This is my “all inclusive” clothing list.  I take some extra clothes just in case I get soaked, can't wash my clothes, or the weather is extreme.  In a typical year, it's anywhere from some wet snow days, rain soaked days to temperatures reaching into the 80's during the heat of the day.  Be prepared for where you are going.

In addition to my hunting clothes, I have my travel clothes.  All of my hunting clothes are pre-washed in scent free detergent, packed in plastic bags with some evergreen scent squirted in.

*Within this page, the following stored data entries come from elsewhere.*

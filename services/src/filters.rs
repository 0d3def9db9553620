use std::str::FromStr;

use chrono::{DateTime, Utc};
use common::config::AppConfig;
use common::format_validation_errors;
use serde::Deserialize;
use strum::{Display, EnumString};
use validator::Validate;

use crate::error::{GradebookError, GradebookResult};
use crate::submission::SubmissionStatus;

/// Predicates a caller can put on a submission listing.
///
/// Everything except `search` is pushed down into both sources; `search`
/// spans fields that live in different tables per source and is applied
/// after merging.
#[derive(Debug, Clone, Default, PartialEq)]
pub struct SubmissionFilter {
    pub course_id: Option<i64>,
    pub status: Option<SubmissionStatus>,
    pub date_from: Option<DateTime<Utc>>,
    pub date_to: Option<DateTime<Utc>>,
    pub search: Option<String>,
}

impl SubmissionFilter {
    pub fn new() -> Self {
        Self::default()
    }

    pub fn with_course(mut self, course_id: i64) -> Self {
        self.course_id = Some(course_id);
        self
    }

    pub fn with_status(mut self, status: SubmissionStatus) -> Self {
        self.status = Some(status);
        self
    }

    pub fn with_date_from(mut self, from: DateTime<Utc>) -> Self {
        self.date_from = Some(from);
        self
    }

    pub fn with_date_to(mut self, to: DateTime<Utc>) -> Self {
        self.date_to = Some(to);
        self
    }

    pub fn with_search(mut self, search: impl Into<String>) -> Self {
        self.search = Some(search.into());
        self
    }

    pub fn date_range(&self) -> DateRange {
        DateRange {
            from: self.date_from,
            to: self.date_to,
        }
    }

    /// Lowercased, trimmed search needle; `None` when blank.
    pub fn search_needle(&self) -> Option<String> {
        self.search
            .as_deref()
            .map(str::trim)
            .filter(|s| !s.is_empty())
            .map(str::to_lowercase)
    }

    pub fn validate(&self) -> GradebookResult<()> {
        if let (Some(from), Some(to)) = (self.date_from, self.date_to) {
            if from > to {
                return Err(GradebookError::validation(
                    "date_from must not be after date_to",
                ));
            }
        }
        Ok(())
    }
}

/// Inclusive submission-time window.
#[derive(Debug, Clone, Copy, Default, PartialEq, Eq)]
pub struct DateRange {
    pub from: Option<DateTime<Utc>>,
    pub to: Option<DateTime<Utc>>,
}

#[derive(Debug, Clone, Copy, PartialEq, Eq, Display, EnumString)]
#[strum(serialize_all = "snake_case")]
pub enum SortKey {
    StudentName,
    SubmittedAt,
    Status,
    Grade,
}

#[derive(Debug, Clone, Copy, PartialEq, Eq, Display, EnumString)]
#[strum(serialize_all = "snake_case", ascii_case_insensitive)]
pub enum SortDirection {
    Asc,
    Desc,
}

/// Primary ordering of a listing. Ties always fall back to `submitted_at`
/// descending and then the submission id.
#[derive(Debug, Clone, Copy, PartialEq, Eq)]
pub struct SortSpec {
    pub key: SortKey,
    pub direction: SortDirection,
}

impl SortSpec {
    pub fn new(key: SortKey, direction: SortDirection) -> Self {
        Self { key, direction }
    }
}

impl Default for SortSpec {
    fn default() -> Self {
        Self::new(SortKey::SubmittedAt, SortDirection::Desc)
    }
}

impl FromStr for SortSpec {
    type Err = GradebookError;

    /// Parses `field` (ascending) or `-field` (descending).
    fn from_str(s: &str) -> Result<Self, Self::Err> {
        let s = s.trim();
        let (field, direction) = match s.strip_prefix('-') {
            Some(rest) => (rest, SortDirection::Desc),
            None => (s, SortDirection::Asc),
        };
        let key = SortKey::from_str(field)
            .map_err(|_| GradebookError::validation(format!("unsupported sort key '{field}'")))?;
        Ok(Self { key, direction })
    }
}

/// How many rows one page holds.
#[derive(Debug, Clone, Copy, PartialEq, Eq)]
pub enum PageSize {
    Limit(i64),
    /// Everything on a single page; used by exports.
    All,
}

impl PageSize {
    /// The positive page length, or `None` for `All`.
    pub fn checked(self) -> GradebookResult<Option<u64>> {
        match self {
            PageSize::All => Ok(None),
            PageSize::Limit(n) if n > 0 => Ok(Some(n as u64)),
            PageSize::Limit(n) => Err(GradebookError::validation(format!(
                "page_size must be positive, got {n}"
            ))),
        }
    }
}

/// Caller-facing listing request, shaped like a query string.
#[derive(Debug, Clone, Default, Deserialize, Validate)]
pub struct SubmissionQuery {
    #[validate(range(min = 1, message = "page must be at least 1"))]
    pub page: Option<u64>,
    #[validate(range(min = 1, message = "page_size must be positive"))]
    pub page_size: Option<i64>,
    pub course_id: Option<i64>,
    pub status: Option<String>,
    pub date_from: Option<DateTime<Utc>>,
    pub date_to: Option<DateTime<Utc>>,
    #[validate(length(max = 200, message = "query is too long"))]
    pub query: Option<String>,
    /// Single sort field, `-` prefix for descending. Defaults to `-submitted_at`.
    pub sort: Option<String>,
}

/// A fully parsed and validated listing request.
#[derive(Debug, Clone, PartialEq)]
pub struct ListRequest {
    pub filter: SubmissionFilter,
    pub sort: SortSpec,
    pub page: u64,
    pub page_size: PageSize,
}

impl SubmissionQuery {
    /// Validates the raw query and resolves defaults from `config`.
    pub fn into_request(self, config: &AppConfig) -> GradebookResult<ListRequest> {
        self.validate()
            .map_err(|e| GradebookError::validation(format_validation_errors(&e)))?;

        let page_size = self.page_size.unwrap_or(config.default_page_size as i64);
        if page_size as u64 > config.max_page_size {
            return Err(GradebookError::validation(format!(
                "page_size must not exceed {}",
                config.max_page_size
            )));
        }

        let status = self
            .status
            .as_deref()
            .map(|raw| {
                SubmissionStatus::from_str(raw.trim())
                    .map_err(|_| GradebookError::validation(format!("unknown status '{raw}'")))
            })
            .transpose()?;

        let sort = match self.sort.as_deref() {
            Some(raw) => raw.parse()?,
            None => SortSpec::default(),
        };

        let filter = SubmissionFilter {
            course_id: self.course_id,
            status,
            date_from: self.date_from,
            date_to: self.date_to,
            search: self.query,
        };
        filter.validate()?;

        Ok(ListRequest {
            filter,
            sort,
            page: self.page.unwrap_or(1),
            page_size: PageSize::Limit(page_size),
        })
    }
}

#[cfg(test)]
mod tests {
    use super::*;
    use chrono::TimeZone;

    fn config() -> AppConfig {
        AppConfig {
            env: "test".into(),
            project_name: "gradebook".into(),
            log_level: "info".into(),
            log_file: "test.log".into(),
            log_to_stdout: false,
            database_path: ":memory:".into(),
            default_page_size: 20,
            max_page_size: 100,
        }
    }

    #[test]
    fn sort_spec_parses_direction_prefix() {
        assert_eq!(
            "-grade".parse::<SortSpec>().unwrap(),
            SortSpec::new(SortKey::Grade, SortDirection::Desc)
        );
        assert_eq!(
            "student_name".parse::<SortSpec>().unwrap(),
            SortSpec::new(SortKey::StudentName, SortDirection::Asc)
        );
        let err = "score".parse::<SortSpec>().unwrap_err();
        assert_eq!(err.code(), "validation_failed");
    }

    #[test]
    fn non_positive_page_size_is_rejected() {
        assert!(PageSize::Limit(0).checked().is_err());
        assert!(PageSize::Limit(-3).checked().is_err());
        assert_eq!(PageSize::Limit(5).checked().unwrap(), Some(5));
        assert_eq!(PageSize::All.checked().unwrap(), None);
    }

    #[test]
    fn query_defaults_come_from_config() {
        let req = SubmissionQuery::default().into_request(&config()).unwrap();
        assert_eq!(req.page, 1);
        assert_eq!(req.page_size, PageSize::Limit(20));
        assert_eq!(req.sort, SortSpec::default());
        assert_eq!(req.filter, SubmissionFilter::default());
    }

    #[test]
    fn query_rejects_bad_input_before_any_read() {
        let cfg = config();
        let cases = [
            SubmissionQuery { page: Some(0), ..Default::default() },
            SubmissionQuery { page_size: Some(0), ..Default::default() },
            SubmissionQuery { page_size: Some(500), ..Default::default() },
            SubmissionQuery { status: Some("approved".into()), ..Default::default() },
            SubmissionQuery { sort: Some("-score".into()), ..Default::default() },
        ];
        for q in cases {
            let err = q.clone().into_request(&cfg).unwrap_err();
            assert_eq!(err.code(), "validation_failed", "{q:?}");
        }
    }

    #[test]
    fn inverted_date_range_is_rejected() {
        let from = Utc.with_ymd_and_hms(2025, 3, 2, 0, 0, 0).unwrap();
        let to = Utc.with_ymd_and_hms(2025, 3, 1, 0, 0, 0).unwrap();
        let filter = SubmissionFilter::new().with_date_from(from).with_date_to(to);
        assert!(filter.validate().is_err());
    }

    #[test]
    fn blank_search_is_ignored() {
        assert_eq!(SubmissionFilter::new().with_search("   ").search_needle(), None);
        assert_eq!(
            SubmissionFilter::new().with_search(" ALICE ").search_needle().as_deref(),
            Some("alice")
        );
    }
}
use common::config::AppConfig;
use common::logger::init_logger;

use crate::seed::{Seeder, run_seeder};
use crate::seeds::{
    assessment::AssessmentSeeder, assignment_submission::AssignmentSubmissionSeeder,
    course::CourseSeeder, enrollment::EnrollmentSeeder, quiz_attempt::QuizAttemptSeeder,
    user::UserSeeder,
};

mod seed;
mod seeds;

#[tokio::main]
async fn main() {
    let config = AppConfig::global().clone();
    if let Err(e) = init_logger(&config.log_level, &config.log_file, config.log_to_stdout) {
        eprintln!("Failed to initialise logger: {e}");
    }
    log::info!(
        "Seeding {} ({}) at {}",
        config.project_name,
        config.env,
        config.database_path
    );

    let db = match db::connect().await {
        Ok(db) => db,
        Err(e) => {
            eprintln!("Failed to connect to {}: {e}", config.database_path);
            std::process::exit(1);
        }
    };

    for (seeder, name) in [
        (Box::new(UserSeeder) as Box<dyn Seeder + Send + Sync>, "User"),
        (Box::new(CourseSeeder), "Course"),
        (Box::new(EnrollmentSeeder), "Enrollment"),
        (Box::new(AssessmentSeeder), "Assessment"),
        (Box::new(QuizAttemptSeeder), "QuizAttempt"),
        (Box::new(AssignmentSubmissionSeeder), "AssignmentSubmission"),
    ] {
        run_seeder(&*seeder, name, &db).await;
    }
}
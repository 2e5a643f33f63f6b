//! Full-stack scenarios: state mutation through scheduler flush to patched
//! backend output.

use trellis::prelude::*;

fn init_tracing() {
    let _ = tracing_subscriber::fmt().with_test_writer().try_init();
}

fn harness() -> (Patcher<MemoryBackend>, NodeId) {
    let mut backend = MemoryBackend::new();
    let container = backend.create_element("app");
    (Patcher::new(backend), container)
}

#[test]
fn counter_renders_once_per_burst() {
    init_tracing();
    let (patcher, container) = harness();
    let count = Reactive::new(0i64);

    let source = count.clone();
    let root = MountRoot::new(patcher, container, move || {
        Ok(VNode::element(
            "p",
            None,
            vec![VNode::text(source.get().to_string())],
        ))
    });

    count.set(1);
    count.set(2);
    scheduler::flush();

    // One coalesced re-render; the intermediate "1" never hit the backend.
    assert_eq!(root.renders(), 2);
    root.with_backend(|b| {
        assert_eq!(b.render_to_string(container), "<app><p>2</p></app>");
    });
}

#[test]
fn keyed_list_reorders_without_rebuilding() {
    init_tracing();
    let (patcher, container) = harness();
    let items = ReactiveList::from_vec(vec!["alpha", "beta", "gamma"]);

    let source = items.clone();
    let root = MountRoot::new(patcher, container, move || {
        let children = source.with(|items| {
            items
                .iter()
                .map(|name| {
                    Child::from(VNode::element(
                        "li",
                        Some(VNodeData::new().key(*name)),
                        vec![VNode::text(*name)],
                    ))
                })
                .collect::<Vec<_>>()
        });
        Ok(h("ul", None, children, Normalization::Simple))
    });

    root.with_backend(|b| {
        assert_eq!(
            b.render_to_string(container),
            "<app><ul><li>alpha</li><li>beta</li><li>gamma</li></ul></app>"
        );
        assert!(b.ops().moved == 0);
    });

    items.reverse();
    scheduler::flush();

    root.with_backend(|b| {
        assert_eq!(
            b.render_to_string(container),
            "<app><ul><li>gamma</li><li>beta</li><li>alpha</li></ul></app>"
        );
        // Reordering reuses the mounted nodes.
        assert_eq!(b.ops().created, 8); // app + ul + 3*(li+text), all from mount
        assert!(b.ops().moved > 0);
    });
}

#[test]
fn computed_values_feed_renders() {
    init_tracing();
    let (patcher, container) = harness();
    let first = Reactive::new("Ada".to_owned());
    let last = Reactive::new("Lovelace".to_owned());
    let (f2, l2) = (first.clone(), last.clone());
    let full = std::rc::Rc::new(Computed::new(move || format!("{} {}", f2.get(), l2.get())));

    let source = full.clone();
    let root = MountRoot::new(patcher, container, move || {
        Ok(VNode::element("h1", None, vec![VNode::text(source.get())]))
    });
    root.with_backend(|b| {
        assert_eq!(b.render_to_string(container), "<app><h1>Ada Lovelace</h1></app>");
    });

    first.set("A.".to_owned());
    scheduler::flush();
    assert_eq!(root.renders(), 2);
    root.with_backend(|b| {
        assert_eq!(b.render_to_string(container), "<app><h1>A. Lovelace</h1></app>");
    });

    // Writing the same value through is invisible to the root.
    last.set("Lovelace".to_owned());
    scheduler::flush();
    assert_eq!(root.renders(), 2);
}

#[test]
fn map_driven_attributes_update_in_place() {
    init_tracing();
    let (patcher, container) = harness();
    let attrs: ReactiveMap<String> = ReactiveMap::new();
    attrs.set("class", "idle".to_owned()).unwrap();

    let source = attrs.clone();
    let root = MountRoot::new(patcher, container, move || {
        let mut data = VNodeData::new();
        if let Some(class) = source.get("class") {
            data = data.attr("class", class);
        }
        Ok(VNode::element("div", Some(data), vec![]))
    });
    root.with_backend(|b| {
        assert_eq!(b.render_to_string(container), "<app><div class=\"idle\"></div></app>");
    });

    attrs.set("class", "busy".to_owned()).unwrap();
    scheduler::flush();
    root.with_backend(|b| {
        assert_eq!(b.render_to_string(container), "<app><div class=\"busy\"></div></app>");
        // In-place attribute rewrite, no structural churn after mount.
        assert_eq!(b.ops().structural(), 3); // app + div creation + insertion
    });
    assert_eq!(root.renders(), 2);
}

I might smell like a freshly cut tree, but the elk haven't seemed to mind. Last year, as many of you might recall, was an extremely smokey year in parts of elk country. I hung all my clothes out to absorb some good smoke scent.  It worked!

  • Boots:

Your feet are the single most important piece of equipment you will hunt with if you are doing Backcountry, and are going to have a good time. I am wearing Meindl 9” Gore-Tex boots.  I used to wear low  hiking boots, but found that 9” boots provide much better ankle support, not to mention when you step in a mud puddle that is deeper than you think.

 The extra few ounces of boot are worth it. Remember that waterproof boots don’t stay waterproof indefinitely. The Gore-Tex liners wear out long before the boots do. Don’t neglect to buy new ones regularly, since they are vital to an enjoyable hunt. Also, don't neglect to break them in! Contrary to popular belief, you don't have to get blisters!

I have high arches.  Last year these boots rubbed the top of my ankle raw and I was planning to look for an alternative. I finally used small strips of medical tape to protect my feet. This spring as I was debating new boots, I decided to lace my boots differently and try them out. The change in lacing has worked, and I will use these same boots again. I will take some tape, and use it at the first indication of pain or wear on my foot.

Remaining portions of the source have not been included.